Menanggapi cuitan Chatib, Siddu salah satu mahasiswa Faisal Basri dalam mata kuliah Ekonomi Pembangunan menceritakan ciri khas Faisal Basri sosok sederhana dan santai yang mengajar sambil merokok. "Pak Faisal Basri adalah dosen saya di ekonomi pembangunan yang tidak akan pernah dilupakan (ciri khas beliay mengajar sambil merokok). Bahkan pidato beliau bahwa manisnya hidup yang bisa dinikmati orang miskin Indonesia hanya gula, masih valid sampai detik ini. Thank you Pak Faisal," tulis Siddu melalui X miliknya @Siddu_Rocky2.

Dalam pidatonya Faisal Basri memang sering menyinggung soal harga gula menentukan hidup orang miskin. Alasannya, komoditas pemanis makanan dan minuman ini jadi salah satu dari tiga komponen yang paling banyak dikonsumsi. Dia menjelaskan, masyarakat kurang mampu butuh harga gula yang murah dan stabil sehingga tidak membebani biaya kehidupan mereka.

Menurutnya, masyarakat kalangan bawah hanya butuh ketiga komponen yakni beras, rokok dan gula untuk menjalani hidup. Sehingga, ketika harga gula bergejolak bisa jadi hal sensitif. 

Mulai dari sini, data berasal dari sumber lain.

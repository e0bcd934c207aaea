pub mod cli;
pub mod config;
pub mod database;
pub mod domain;
pub mod errors;
pub mod rating;
pub mod render;

use std::io;
use std::path::{Path, PathBuf};

use anyhow::Result;
use clap::{CommandFactory, Parser};
use clap_complete::Shell;

use crate::cli::{Cli, Command};
use crate::config::EloSettings;
use crate::database::Table;
use crate::domain::GameResult;

pub fn interpret() -> Command {
    let cli = Cli::parse();
    cli.command
}

pub fn handle_create(name: &str, dir: Option<&Path>) -> Result<()> {
    let dir = resolve_dir(dir)?;
    Table::create(&dir, name)?;
    println!("New table created called {name}");
    Ok(())
}

pub fn handle_show(name: &str, dir: Option<&Path>) -> Result<()> {
    let dir = resolve_dir(dir)?;
    let table = Table::open(&dir, name)?;
    render::print_standings(table.players());
    Ok(())
}

pub fn handle_log(name: &str, game: &str, settings: &EloSettings, dir: Option<&Path>) -> Result<()> {
    let dir = resolve_dir(dir)?;
    let mut table = Table::open(&dir, name)?;
    let game = GameResult::parse(game)?;
    rating::apply_result(&mut table, &game, settings)
}

pub fn handle_completions(shell: Shell) -> Result<()> {
    let mut command = Cli::command();
    let name = command.get_name().to_string();
    clap_complete::generate(shell, &mut command, name, &mut io::stdout());
    Ok(())
}

fn resolve_dir(dir: Option<&Path>) -> Result<PathBuf> {
    match dir {
        Some(dir) => Ok(dir.to_path_buf()),
        None => std::env::current_dir().map_err(Into::into),
    }
}
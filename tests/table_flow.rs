use std::fs;
use std::path::Path;

use tempfile::TempDir;

use elo_table::config::EloSettings;
use elo_table::database::Table;
use elo_table::errors::TableError;
use elo_table::{handle_create, handle_log, handle_show};

fn table_file(dir: &Path, name: &str) -> std::path::PathBuf {
    dir.join(format!("{}.json", name))
}

#[test]
fn create_log_show_flow() {
    let dir = TempDir::new().unwrap();
    handle_create("office", Some(dir.path())).unwrap();

    let settings = EloSettings::default();
    handle_log("office", "alice-bob", &settings, Some(dir.path())).unwrap();
    handle_log("office", "alice-bob", &settings, Some(dir.path())).unwrap();
    handle_log("office", "carol-alice", &settings, Some(dir.path())).unwrap();

    let table = Table::open(dir.path(), "office").unwrap();
    assert_eq!(table.players().len(), 3);

    let alice = table.get("alice").unwrap();
    assert_eq!((alice.n_played, alice.n_won, alice.n_lost), (3, 2, 1));
    let bob = table.get("bob").unwrap();
    assert_eq!((bob.n_played, bob.n_won, bob.n_lost), (2, 0, 2));
    let carol = table.get("carol").unwrap();
    assert_eq!((carol.n_played, carol.n_won, carol.n_lost), (1, 1, 0));

    // show renders whatever the store holds without mutating it
    handle_show("office", Some(dir.path())).unwrap();
    let after_show = Table::open(dir.path(), "office").unwrap();
    assert_eq!(after_show.players(), table.players());
}

#[test]
fn counters_are_conserved_across_games() {
    let dir = TempDir::new().unwrap();
    handle_create("league", Some(dir.path())).unwrap();

    let settings = EloSettings::default();
    let games = ["alice-bob", "bob-carol", "carol-alice", "alice-bob", "dave-alice"];
    for game in games {
        handle_log("league", game, &settings, Some(dir.path())).unwrap();
    }

    let table = Table::open(dir.path(), "league").unwrap();
    let played: u32 = table.players().iter().map(|p| p.n_played).sum();
    let won: u32 = table.players().iter().map(|p| p.n_won).sum();
    let lost: u32 = table.players().iter().map(|p| p.n_lost).sum();

    assert_eq!(played, 2 * games.len() as u32);
    assert_eq!(won + lost, played);
    for player in table.players() {
        assert!(player.n_won + player.n_lost <= player.n_played);
    }
}

#[test]
fn equal_rating_game_moves_exactly_half_the_k_factor() {
    let dir = TempDir::new().unwrap();
    handle_create("office", Some(dir.path())).unwrap();

    handle_log("office", "alice-bob", &EloSettings::default(), Some(dir.path())).unwrap();

    let table = Table::open(dir.path(), "office").unwrap();
    assert_eq!(table.get("alice").unwrap().rating, 416.0);
    assert_eq!(table.get("bob").unwrap().rating, 384.0);
}

#[test]
fn custom_initial_rating_seeds_new_players() {
    let dir = TempDir::new().unwrap();
    handle_create("office", Some(dir.path())).unwrap();

    let settings = EloSettings::new(400.0, 32.0, 1000.0);
    handle_log("office", "alice-bob", &settings, Some(dir.path())).unwrap();

    let table = Table::open(dir.path(), "office").unwrap();
    assert_eq!(table.get("alice").unwrap().rating, 1016.0);
    assert_eq!(table.get("bob").unwrap().rating, 984.0);
}

#[test]
fn malformed_game_strings_leave_the_table_untouched() {
    let dir = TempDir::new().unwrap();
    handle_create("office", Some(dir.path())).unwrap();
    handle_log("office", "alice-bob", &EloSettings::default(), Some(dir.path())).unwrap();

    let before = fs::read_to_string(table_file(dir.path(), "office")).unwrap();

    for raw in ["alice", "alice-bob-carl", "-bob", "", "alice-alice"] {
        let err = handle_log("office", raw, &EloSettings::default(), Some(dir.path())).unwrap_err();
        assert!(
            matches!(
                err.downcast_ref::<TableError>(),
                Some(TableError::MalformedGameResult(_))
            ),
            "input {raw:?} was not rejected as malformed"
        );
    }

    let after = fs::read_to_string(table_file(dir.path(), "office")).unwrap();
    assert_eq!(before, after);
}

#[test]
fn logging_against_a_missing_table_has_no_side_effects() {
    let dir = TempDir::new().unwrap();

    let err = handle_log("ghost", "alice-bob", &EloSettings::default(), Some(dir.path()))
        .unwrap_err();
    assert!(matches!(
        err.downcast_ref::<TableError>(),
        Some(TableError::TableNotFound(_))
    ));
    assert!(!table_file(dir.path(), "ghost").exists());
}

#[test]
fn showing_a_missing_table_fails() {
    let dir = TempDir::new().unwrap();

    let err = handle_show("ghost", Some(dir.path())).unwrap_err();
    assert!(matches!(
        err.downcast_ref::<TableError>(),
        Some(TableError::TableNotFound(_))
    ));
}

#[test]
fn creating_a_populated_table_twice_fails_without_mutation() {
    let dir = TempDir::new().unwrap();
    handle_create("office", Some(dir.path())).unwrap();
    handle_log("office", "alice-bob", &EloSettings::default(), Some(dir.path())).unwrap();

    let before = fs::read_to_string(table_file(dir.path(), "office")).unwrap();

    let err = handle_create("office", Some(dir.path())).unwrap_err();
    assert!(matches!(
        err.downcast_ref::<TableError>(),
        Some(TableError::TableAlreadyExists(_))
    ));

    let after = fs::read_to_string(table_file(dir.path(), "office")).unwrap();
    assert_eq!(before, after);
}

"Orang miskin nikmatnya manis hidup hanya dari gula, yang lain tidak bisa. Di desa disuguhkan teh dan kopi itu manis sekali, relatif sensitif ke orang miskin," ujar dia pada pertengahan 2016.

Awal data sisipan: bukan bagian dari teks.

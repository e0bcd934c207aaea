use anyhow::Result;

/// Default scale factor for the expected-score distribution.
pub const DEFAULT_SCALE: f64 = 400.0;

/// Default K factor for rating updates.
pub const DEFAULT_K_FACTOR: f64 = 32.0;

/// Default rating for players on their first appearance in a table.
pub const DEFAULT_INITIAL_RATING: f64 = 400.0;

/// Parameters for one rating update.
///
/// Passed explicitly to the engine (dependency injection) rather than held in
/// process-wide state.
#[derive(Debug, Clone)]
pub struct EloSettings {
    pub scale: f64,
    pub k_factor: f64,
    pub initial_rating: f64,
}

impl Default for EloSettings {
    fn default() -> Self {
        Self {
            scale: DEFAULT_SCALE,
            k_factor: DEFAULT_K_FACTOR,
            initial_rating: DEFAULT_INITIAL_RATING,
        }
    }
}

impl EloSettings {
    pub fn new(scale: f64, k_factor: f64, initial_rating: f64) -> Self {
        Self {
            scale,
            k_factor,
            initial_rating,
        }
    }

    /// Scale and K factor must be strictly positive for the update formula to
    /// be well defined.
    pub fn validate(&self) -> Result<()> {
        if self.scale <= 0.0 {
            anyhow::bail!("scale factor must be strictly positive, got {}", self.scale);
        }
        if self.k_factor <= 0.0 {
            anyhow::bail!("k factor must be strictly positive, got {}", self.k_factor);
        }
        Ok(())
    }
}

#[cfg(test)]
mod tests {
    use super::*;

    #[test]
    fn defaults_match_the_documented_parameters() {
        let settings = EloSettings::default();
        assert_eq!(settings.scale, 400.0);
        assert_eq!(settings.k_factor, 32.0);
        assert_eq!(settings.initial_rating, 400.0);
        assert!(settings.validate().is_ok());
    }

    #[test]
    fn non_positive_parameters_are_rejected() {
        assert!(EloSettings::new(0.0, 32.0, 400.0).validate().is_err());
        assert!(EloSettings::new(-400.0, 32.0, 400.0).validate().is_err());
        assert!(EloSettings::new(400.0, 0.0, 400.0).validate().is_err());
        assert!(EloSettings::new(400.0, -32.0, 400.0).validate().is_err());
    }
}
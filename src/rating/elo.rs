//! Closed-form Elo update math.

/// Expected score for a player rated `ra` against one rated `rb`.
///
/// Logistic in the rating difference with a base-10 exponent; always in
/// (0, 1), and the two players' expected scores sum to 1.
pub fn expected_score(ra: f64, rb: f64, scale: f64) -> f64 {
    1.0 / (1.0 + 10f64.powf((rb - ra) / scale))
}

/// New ratings for the winner and loser of one game.
///
/// The winner's actual score is 1, the loser's 0. Results are neither
/// clamped nor rounded; a rating may go negative or grow without bound.
pub fn rate_game(ra: f64, rb: f64, scale: f64, k_factor: f64) -> (f64, f64) {
    let ea = expected_score(ra, rb, scale);
    let eb = expected_score(rb, ra, scale);

    let new_ra = ra + k_factor * (1.0 - ea);
    let new_rb = rb + k_factor * (0.0 - eb);

    (new_ra, new_rb)
}
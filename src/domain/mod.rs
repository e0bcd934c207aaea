pub mod game_format;
pub mod models;

pub use models::{GameResult, Player};
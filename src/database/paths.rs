use std::path::{Path, PathBuf};

/// Resolve the backing file for a named table: `<dir>/<table>.json`.
pub fn table_path(dir: &Path, table: &str) -> PathBuf {
    dir.join(format!("{}.json", table))
}
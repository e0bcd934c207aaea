use serde::{Deserialize, Serialize};

/// One competitor's record within a table.
///
/// Field order matches the on-disk document layout; a table file is a JSON
/// array of exactly these documents.
#[derive(Debug, Clone, PartialEq, Serialize, Deserialize)]
#[serde(deny_unknown_fields)]
pub struct Player {
    pub name: String,
    pub n_played: u32,
    pub n_won: u32,
    pub n_lost: u32,
    pub rating: f64,
}

impl Player {
    /// A fresh record for a name seen for the first time.
    pub fn new(name: &str, initial_rating: f64) -> Self {
        Self {
            name: name.to_string(),
            n_played: 0,
            n_won: 0,
            n_lost: 0,
            rating: initial_rating,
        }
    }
}

/// A single reported game outcome. Consumed once to produce one rating
/// update, never persisted.
#[derive(Debug, Clone, PartialEq)]
pub struct GameResult {
    pub winner: String,
    pub loser: String,
}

Faisal Basri diketahui memiliki riwayat pendidikan mentereng. Dia menyelesaikan pendidikan sarjananya di Fakultas Ekonomi dan Bisnis, Universitas Indonesia (1985) dan meraih gelar Master of Arts bidang ekonomi di Vanderbilt University, Nashville, Tennessee, Amerika (1988), sebagaimana dikutip dari laman LPEM FEB UI.

Keponakan dari mendiang mantan wakil presiden RI Adam Malik ini memulai karir sebagai pengajar pada Fakultas Ekonomi dan Bisnis, Universitas Indonesia untuk mata kuliah Ekonomi Politik, Ekonomi Internasional, Ekonomi Pembangunan, dan Sejarah Pemikiran Ekonomi.

Faisal juga merupakan pengajar pada Program Magister Akuntansi (Maksi), Program Magister Manajemen (MM), Program Magister Perencanaan dan Kebijakan Pembangunan (MPKP), dan Program Pascasarjana Universitas Indonesia (1988-sekarang).

Dalam karir akademisnya, Faisal pernah menjadi Ketua Jurusan ESP (Ekonomi dan Studi Pembangunan) FEB UI (1995-1998), dan Ketua Sekolah Tinggi Ilmu Ekonomi (STIE) Perbanas Jakarta (1999-2003).

 Sementara di bidang pemerintahan, Faisal Basri pernah mengemban amanah sebagai anggota Tim “Perkembangan Perekonomian Dunia” pada Asisten II Menteri Koordinator Bidang EKUIN (1985-1987) dan anggota Tim Asistensi Ekuin Presiden RI (2000).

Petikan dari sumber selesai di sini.